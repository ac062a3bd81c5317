//! TestRun reconciler
//!
//! Drives a run through its stage machine. Every reconcile observes the
//! current stage and either advances it, requeues to poll the cluster,
//! or parks until the resource changes. Cloud-bound runs additionally
//! poll the backend for an abort request before any stage work.

mod create;
mod finish;
mod init;
mod start;
mod stop;

use std::sync::Arc;
use std::time::Duration;

use k8s_openapi::api::core::v1::Service;
use kube::api::{Api, DeleteParams, ListParams};
use kube::runtime::controller::Action;
use kube::{Client, ResourceExt};
use surge_cloud::{CloudClient, ErrorCode, Events};
use surge_common::crd::{conditions, Cleanup, ConditionType, Stage, TestRun, TestRunStatus};
use surge_common::kube_utils::{load_token_by_label, load_token_by_name, update_status};
use surge_common::{Error, Result};
use tokio::sync::Mutex;
use tracing::{debug, error, info, warn};

use crate::config::OperatorConfig;
use crate::jobs;
use crate::runner_api::RunnerApi;

const RETRY_WAIT: Duration = Duration::from_secs(15);
const POLL_WAIT: Duration = Duration::from_secs(1);

/// Shared state for the TestRun controller
pub struct Context {
    pub client: Client,
    pub config: OperatorConfig,
    pub runner_api: RunnerApi,
    cloud: Mutex<Option<Arc<CloudClient>>>,
}

impl Context {
    pub fn new(client: Client, config: OperatorConfig) -> Result<Self> {
        Ok(Self {
            client,
            config,
            runner_api: RunnerApi::new()?,
            cloud: Mutex::new(None),
        })
    }

    /// Cloud client for a run, built lazily and cached
    ///
    /// `Ok(None)` means the run's token secret hasn't appeared yet;
    /// the caller requeues. A run can point the client at a different
    /// backend via a `K6_CLOUD_HOST` runner variable.
    pub(crate) async fn cloud_client(&self, tr: &TestRun) -> Result<Option<Arc<CloudClient>>> {
        let mut cached = self.cloud.lock().await;
        if let Some(client) = cached.as_ref() {
            return Ok(Some(Arc::clone(client)));
        }

        let token = match &tr.spec.token {
            Some(secret) => {
                match load_token_by_name(&self.client, &namespace(tr), secret).await? {
                    Some(token) => token,
                    None => return Ok(None),
                }
            }
            None => load_token_by_label(&self.client).await?,
        };

        let host = tr
            .spec
            .runner
            .as_ref()
            .and_then(|r| r.env.iter().find(|e| e.name == "K6_CLOUD_HOST"))
            .and_then(|e| e.value.clone())
            .unwrap_or_else(|| self.config.cloud_host.clone());

        let client = Arc::new(CloudClient::new(host, token)?);
        *cached = Some(Arc::clone(&client));
        Ok(Some(client))
    }
}

// ============================================================================
// Reconciliation
// ============================================================================

pub async fn reconcile(tr: Arc<TestRun>, ctx: Arc<Context>) -> Result<Action> {
    let name = tr.name_any();
    let status = tr.status.clone().unwrap_or_default();
    debug!(test_run = %name, stage = %status.stage, "reconciling test run");

    // a cloud run can be aborted from the backend at any point until the
    // abort is recorded
    if status.is_cloud()
        && conditions::is_false(&status.conditions, ConditionType::CloudTestRunAborted)
        && should_abort(&tr, &ctx, &status).await?
    {
        info!(test_run = %name, "backend requested an abort");
        return stop::stop_jobs(&tr, &ctx).await;
    }

    match status.stage {
        Stage::Pending => init::initialize(&tr, &ctx).await,
        Stage::Initialization => init::inspect(&tr, &ctx).await,
        Stage::Initialized => create::create_jobs(&tr, &ctx).await,
        Stage::Created => start::start_jobs(&tr, &ctx).await,
        Stage::Started => finish::wait_for_finish(&tr, &ctx).await,
        Stage::Stopped => stop::finalize(&tr, &ctx).await,
        Stage::Finished | Stage::Error => cleanup(&tr, &ctx).await,
    }
}

pub fn error_policy(tr: Arc<TestRun>, err: &Error, _ctx: Arc<Context>) -> Action {
    error!(test_run = %tr.name_any(), error = %err, "test run reconciliation failed");
    if err.is_retryable() {
        Action::requeue(RETRY_WAIT)
    } else {
        Action::await_change()
    }
}

/// Whether the backend wants this run stopped
async fn should_abort(tr: &TestRun, ctx: &Context, status: &TestRunStatus) -> Result<bool> {
    let Some(id) = status.test_run_id.as_deref().filter(|id| !id.is_empty()) else {
        return Ok(false);
    };
    let Some(cloud) = ctx.cloud_client(tr).await? else {
        return Ok(false);
    };
    match cloud.get_test_run_state(id).await {
        Ok(state) => Ok(state.aborted()),
        Err(e) => {
            // polling failures must not stall the run
            warn!(test_run_id = id, error = %e, "could not poll the backend run state");
            Ok(false)
        }
    }
}

/// Terminal stages: optionally delete the resource itself
async fn cleanup(tr: &TestRun, ctx: &Context) -> Result<Action> {
    if tr.spec.cleanup != Some(Cleanup::Post) {
        return Ok(Action::await_change());
    }

    let name = tr.name_any();
    info!(test_run = %name, "removing finished test run");
    let api = testrun_api(ctx, tr);
    if let Err(e) = api.delete(&name, &DeleteParams::default()).await {
        // best-effort; the subordinate jobs go down with the owner anyway
        warn!(test_run = %name, error = %e, "could not delete finished test run");
    }
    Ok(Action::await_change())
}

// ============================================================================
// Shared helpers
// ============================================================================

pub(crate) fn namespace(tr: &TestRun) -> String {
    tr.namespace().unwrap_or_else(|| "default".to_string())
}

pub(crate) fn testrun_api(ctx: &Context, tr: &TestRun) -> Api<TestRun> {
    Api::namespaced(ctx.client.clone(), &namespace(tr))
}

/// Persist a proposed status snapshot
pub(crate) async fn persist(ctx: &Context, tr: &TestRun, status: &TestRunStatus) -> Result<()> {
    update_status(&testrun_api(ctx, tr), &tr.name_any(), status).await?;
    Ok(())
}

/// Names of the runner services of a run
pub(crate) async fn service_names(ctx: &Context, tr: &TestRun) -> Result<Vec<String>> {
    let services: Api<Service> = Api::namespaced(ctx.client.clone(), &namespace(tr));
    let list = services
        .list(&ListParams::default().labels(&jobs::runner_selector(&tr.name_any())))
        .await?;
    Ok(list.items.iter().map(|s| s.name_any()).collect())
}

/// Runner hostnames, gated on API readiness
///
/// With `all_ready` every runner must answer its status endpoint;
/// `Ok(None)` means at least one doesn't yet. Without it, unreachable
/// runners are simply left out — teardown and stop calls should reach
/// whoever is still alive.
pub(crate) async fn hostnames(
    ctx: &Context,
    tr: &TestRun,
    all_ready: bool,
) -> Result<Option<Vec<String>>> {
    let names = service_names(ctx, tr).await?;
    let mut ready = Vec::with_capacity(names.len());
    for name in names {
        if ctx.runner_api.is_service_ready(&name).await {
            ready.push(name);
        } else if all_ready {
            debug!(service = %name, "runner service is not ready yet");
            return Ok(None);
        }
    }
    Ok(Some(ready))
}

/// Post an error event for a cloud run, best-effort
pub(crate) async fn send_error_event(
    tr: &TestRun,
    ctx: &Context,
    code: ErrorCode,
    detail: &str,
    abort: bool,
) {
    let status = tr.status.clone().unwrap_or_default();
    if !status.is_cloud() {
        return;
    }
    let Some(id) = status.test_run_id.as_deref().filter(|id| !id.is_empty()) else {
        return;
    };

    let mut events = Events::error(code).with_detail(detail);
    if abort {
        events = events.with_abort();
    }
    match ctx.cloud_client(tr).await {
        Ok(Some(cloud)) => cloud.send_test_run_events(id, events).await,
        Ok(None) => warn!(test_run_id = id, "no cloud token yet, dropping error event"),
        Err(e) => warn!(test_run_id = id, error = %e, "could not reach the backend for an error event"),
    }
}

/// Drive a run into the terminal error stage
///
/// Used for configuration-class failures where requeueing cannot help.
/// Cloud runs get an abort event so the backend stops billing the run.
pub(crate) async fn fail(tr: &TestRun, ctx: &Context, err: &Error) -> Result<Action> {
    let name = tr.name_any();
    error!(test_run = %name, error = %err, "test run failed");

    send_error_event(
        tr,
        ctx,
        ErrorCode::K6OperatorAbortError,
        &err.to_string(),
        true,
    )
    .await;

    let mut status = tr.status.clone().unwrap_or_default();
    status.stage = Stage::Error;
    persist(ctx, tr, &status).await?;
    Ok(Action::await_change())
}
§
**The task:** Out of the entries above, write out only the lines between the line holding "use crate::runner_api::RunnerApi;" and the line holding "let token = match", inclusive, each exactly as given.

**Task solution:**
use crate::runner_api::RunnerApi;

const RETRY_WAIT: Duration = Duration::from_secs(15);
const POLL_WAIT: Duration = Duration::from_secs(1);

/// Shared state for the TestRun controller
pub struct Context {
    pub client: Client,
    pub config: OperatorConfig,
    pub runner_api: RunnerApi,
    cloud: Mutex<Option<Arc<CloudClient>>>,
}

impl Context {
    pub fn new(client: Client, config: OperatorConfig) -> Result<Self> {
        Ok(Self {
            client,
            config,
            runner_api: RunnerApi::new()?,
            cloud: Mutex::new(None),
        })
    }

    /// Cloud client for a run, built lazily and cached
    ///
    /// `Ok(None)` means the run's token secret hasn't appeared yet;
    /// the caller requeues. A run can point the client at a different
    /// backend via a `K6_CLOUD_HOST` runner variable.
    pub(crate) async fn cloud_client(&self, tr: &TestRun) -> Result<Option<Arc<CloudClient>>> {
        let mut cached = self.cloud.lock().await;
        if let Some(client) = cached.as_ref() {
            return Ok(Some(Arc::clone(client)));
        }

        let token = match &tr.spec.token {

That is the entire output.